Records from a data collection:

------------

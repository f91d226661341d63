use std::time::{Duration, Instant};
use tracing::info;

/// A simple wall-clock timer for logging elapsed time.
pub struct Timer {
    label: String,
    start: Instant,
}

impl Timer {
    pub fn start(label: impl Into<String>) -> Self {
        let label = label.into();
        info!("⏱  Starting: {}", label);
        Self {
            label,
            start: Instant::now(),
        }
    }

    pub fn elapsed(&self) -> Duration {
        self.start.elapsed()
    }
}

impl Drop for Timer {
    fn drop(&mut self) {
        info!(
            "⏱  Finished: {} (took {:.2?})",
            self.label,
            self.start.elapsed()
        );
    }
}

------------

## Work request
Could you find every line in the records above that has the string "Instant" and copy it?

## Answer for the task
use std::time::{Duration, Instant};
    start: Instant,
            start: Instant::now(),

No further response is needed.